A Department of Homeland Security spokesperson said in an emailed statement that Rahman “ignored multiple commands by an officer to move her vehicle away from the scene” and had been arrested along with six others the department described as agitators, one of whom was accused of jumping on an officer’s back. The department did not specify whether Rahman was charged and did not respond to questions about her assertion that she was denied medical treatment.
‘No where to go’
Rahman’s attorney, Alexa Van Brunt, director of the MacArthur Justice Center, said her client was caught in a “terrible and confusing position” with “no where to go.”
“Her only options were to move her car forward in the direction of ICE officers and risk being accused of trying to harm them — which led to Renee Good’s death — or stay stationary, which in the end led to physical violence and abuse,” Van Brunt said in a statement.
Rahman said she repeatedly asked for a doctor while in custody but was brought to a detention center rather than a medical facility. She said she received no hospital care until she lost consciousness in her cell. Her counsel said she was treated for injuries consistent with assault and has since been released from the hospital.
“Masked agents dragged me from my car and bound me like an animal, even after I told them that I was disabled,” Rahman said in her statement. “It was not until I lost consciousness in my cell that I was finally taken to a hospital.”
Of the hospital staff who treated her, she said: “They gave me hope when I thought I was going to die.”
Other videos draw scrutiny
The Rahman arrest is one of multiple incidents documented on video in recent days as federal agents carry out immigration enforcement operations across Minneapolis.
In one video, heavily armed agents used a battering ram to break through the front door of Garrison Gibson’s Minneapolis home while his wife and 9-year-old child were inside. A voice recorded inside the home asks, “Where is the warrant?” and, “Can you put the guns down? There is kids in this house.”
Another video shows ICE agents, including Border Patrol Cmdr. Gregory Bovino, detaining two employees at a Target store in Richfield, Minnesota.

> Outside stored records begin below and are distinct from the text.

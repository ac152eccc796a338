use serde::Deserialize;

/// Sites visited when a configuration does not list its own
pub const DEFAULT_SITES: &[&str] = &[
    "https://www.amazon.es",
    "https://www.elcorteingles.es",
    "https://www.mediamarkt.es",
    "https://www.uoc.edu",
    "https://www.microsoft.com",
];

/// Main configuration structure for a sitevisit crawl
#[derive(Debug, Clone, Deserialize)]
pub struct Config {
    #[serde(default)]
    pub manager: ManagerSection,
    #[serde(default)]
    pub browser: BrowserSection,
    #[serde(default)]
    pub visit: VisitSection,
    #[serde(default = "default_sites")]
    pub sites: Vec<String>,
}

impl Default for Config {
    fn default() -> Self {
        Self {
            manager: ManagerSection::default(),
            browser: BrowserSection::default(),
            visit: VisitSection::default(),
            sites: default_sites(),
        }
    }
}

fn default_sites() -> Vec<String> {
    DEFAULT_SITES.iter().map(|s| s.to_string()).collect()
}

/// Task manager configuration
#[derive(Debug, Clone, Deserialize)]
#[serde(default)]
pub struct ManagerSection {
    /// Number of browser workers in the pool
    #[serde(rename = "num-browsers")]
    pub num_browsers: u32,

    /// Directory holding the crawl database and log
    #[serde(rename = "data-directory")]
    pub data_directory: String,

    /// Path of the side-channel text log
    #[serde(rename = "log-path")]
    pub log_path: String,

    /// File name of the SQLite database inside the data directory
    #[serde(rename = "database-name")]
    pub database_name: String,
}

impl Default for ManagerSection {
    fn default() -> Self {
        Self {
            num_browsers: 2,
            data_directory: "./datadir".to_string(),
            log_path: "./datadir/crawl.log".to_string(),
            database_name: "crawl-data.sqlite".to_string(),
        }
    }
}

/// Browser display mode
#[derive(Debug, Clone, Copy, PartialEq, Eq, Default, Deserialize)]
#[serde(rename_all = "lowercase")]
pub enum DisplayMode {
    #[default]
    Headless,
    Headed,
}

impl DisplayMode {
    pub fn as_str(&self) -> &'static str {
        match self {
            Self::Headless => "headless",
            Self::Headed => "headed",
        }
    }
}

/// Per-browser instrumentation settings, applied to every worker
#[derive(Debug, Clone, Deserialize)]
#[serde(default)]
pub struct BrowserSection {
    #[serde(rename = "display-mode")]
    pub display_mode: DisplayMode,

    #[serde(rename = "http-instrument")]
    pub http_instrument: bool,

    #[serde(rename = "cookie-instrument")]
    pub cookie_instrument: bool,

    #[serde(rename = "navigation-instrument")]
    pub navigation_instrument: bool,

    #[serde(rename = "js-instrument")]
    pub js_instrument: bool,

    #[serde(rename = "dns-instrument")]
    pub dns_instrument: bool,

    /// User-Agent header sent by every worker
    #[serde(rename = "user-agent")]
    pub user_agent: String,
}

impl Default for BrowserSection {
    fn default() -> Self {
        Self {
            display_mode: DisplayMode::Headless,
            http_instrument: true,
            cookie_instrument: true,
            navigation_instrument: true,
            js_instrument: true,
            dns_instrument: true,
            user_agent: format!("sitevisit/{}", env!("CARGO_PKG_VERSION")),
        }
    }
}

/// Settings for the fetch action issued against every site
#[derive(Debug, Clone, Deserialize)]
#[serde(default)]
pub struct VisitSection {
    /// Seconds to idle on the page after it loads
    #[serde(rename = "sleep-secs")]
    pub sleep_secs: u64,

    /// Seconds before the fetch action (load + idle) is aborted
    #[serde(rename = "timeout-secs")]
    pub timeout_secs: u64,
}

impl Default for VisitSection {
    fn default() -> Self {
        Self {
            sleep_secs: 3,
            timeout_secs: 60,
        }
    }
}
//! Command sequences
//!
//! A [`CommandSequence`] is the unit of work handed to the task manager: an
//! ordered list of actions against one site plus a completion callback. It is
//! built once per site, consumed by exactly one worker, and never reused.

mod action;

pub use action::{Action, ActionKind, ActionSpec};

use crate::site::Site;
use std::fmt;

/// Callback invoked once with the sequence outcome
///
/// Runs synchronously on the worker that executed the sequence, so it must
/// return quickly.
pub type CompletionCallback = Box<dyn FnOnce(bool) + Send + 'static>;

/// Ordered actions against one site, plus a completion callback
pub struct CommandSequence {
    site: Site,
    actions: Vec<Action>,
    callback: Option<CompletionCallback>,
}

impl CommandSequence {
    /// Creates an empty sequence with no callback
    pub fn new(site: Site) -> Self {
        Self {
            site,
            actions: Vec::new(),
            callback: None,
        }
    }

    /// Appends an action to the end of the sequence
    pub fn append(&mut self, action: Action) {
        self.actions.push(action);
    }

    /// Sets the completion callback, replacing any previous one
    pub fn on_complete<F>(mut self, callback: F) -> Self
    where
        F: FnOnce(bool) + Send + 'static,
    {
        self.callback = Some(Box::new(callback));
        self
    }

    pub fn site(&self) -> &Site {
        &self.site
    }

    pub fn actions(&self) -> &[Action] {
        &self.actions
    }

    pub(crate) fn into_parts(self) -> (Site, Vec<Action>, Option<CompletionCallback>) {
        (self.site, self.actions, self.callback)
    }
}

impl fmt::Debug for CommandSequence {
    fn fmt(&self, f: &mut fmt::Formatter<'_>) -> fmt::Result {
        f.debug_struct("CommandSequence")
            .field("site", &self.site)
            .field("actions", &self.actions)
            .field("callback", &self.callback.is_some())
            .finish()
    }
}

/// Builds the command sequence for one site
///
/// Every action template is instantiated against the site's URL, in order. An empty
/// `specs` slice yields a sequence that succeeds as soon as it is run.
///
/// # Example
///
/// ```
/// use std::time::Duration;
/// use sitevisit::{build_sequence, ActionSpec, SiteRegistry};
///
/// let registry = SiteRegistry::new(["https://example.com"]).unwrap();
/// let site = registry.get(0).unwrap().clone();
/// let spec = ActionSpec::fetch(Duration::from_secs(3), Duration::from_secs(60));
///
/// let sequence = build_sequence(site, &[spec], |success| {
///     println!("visit finished: {}", success);
/// });
/// assert_eq!(sequence.actions().len(), 1);
/// ```
pub fn build_sequence<F>(site: Site, specs: &[ActionSpec], callback: F) -> CommandSequence
where
    F: FnOnce(bool) + Send + 'static,
{
    let mut sequence = CommandSequence::new(site);
    for spec in specs {
        let action = spec.instantiate(sequence.site.url());
        sequence.append(action);
    }
    sequence.on_complete(callback)
}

Both are U.S. citizens who were later released, according to social media posts from family members.
Cellphone footage from south Minneapolis appears to show a federal Border Patrol agent kneeing a detained man in the face at least five times while other agents hold him facedown on the pavement.
Monica Bicking, 40, a nurse who said she filmed that incident on her way out of the homeless shelter where she works, said immigration enforcement encounters have become a constant presence in her daily life.
“We’re hypervigilant every time we leave our houses, looking for ICE, trying to protect our neighbors, trying to support our neighbors, who are now just on lockdown,” Bicking said.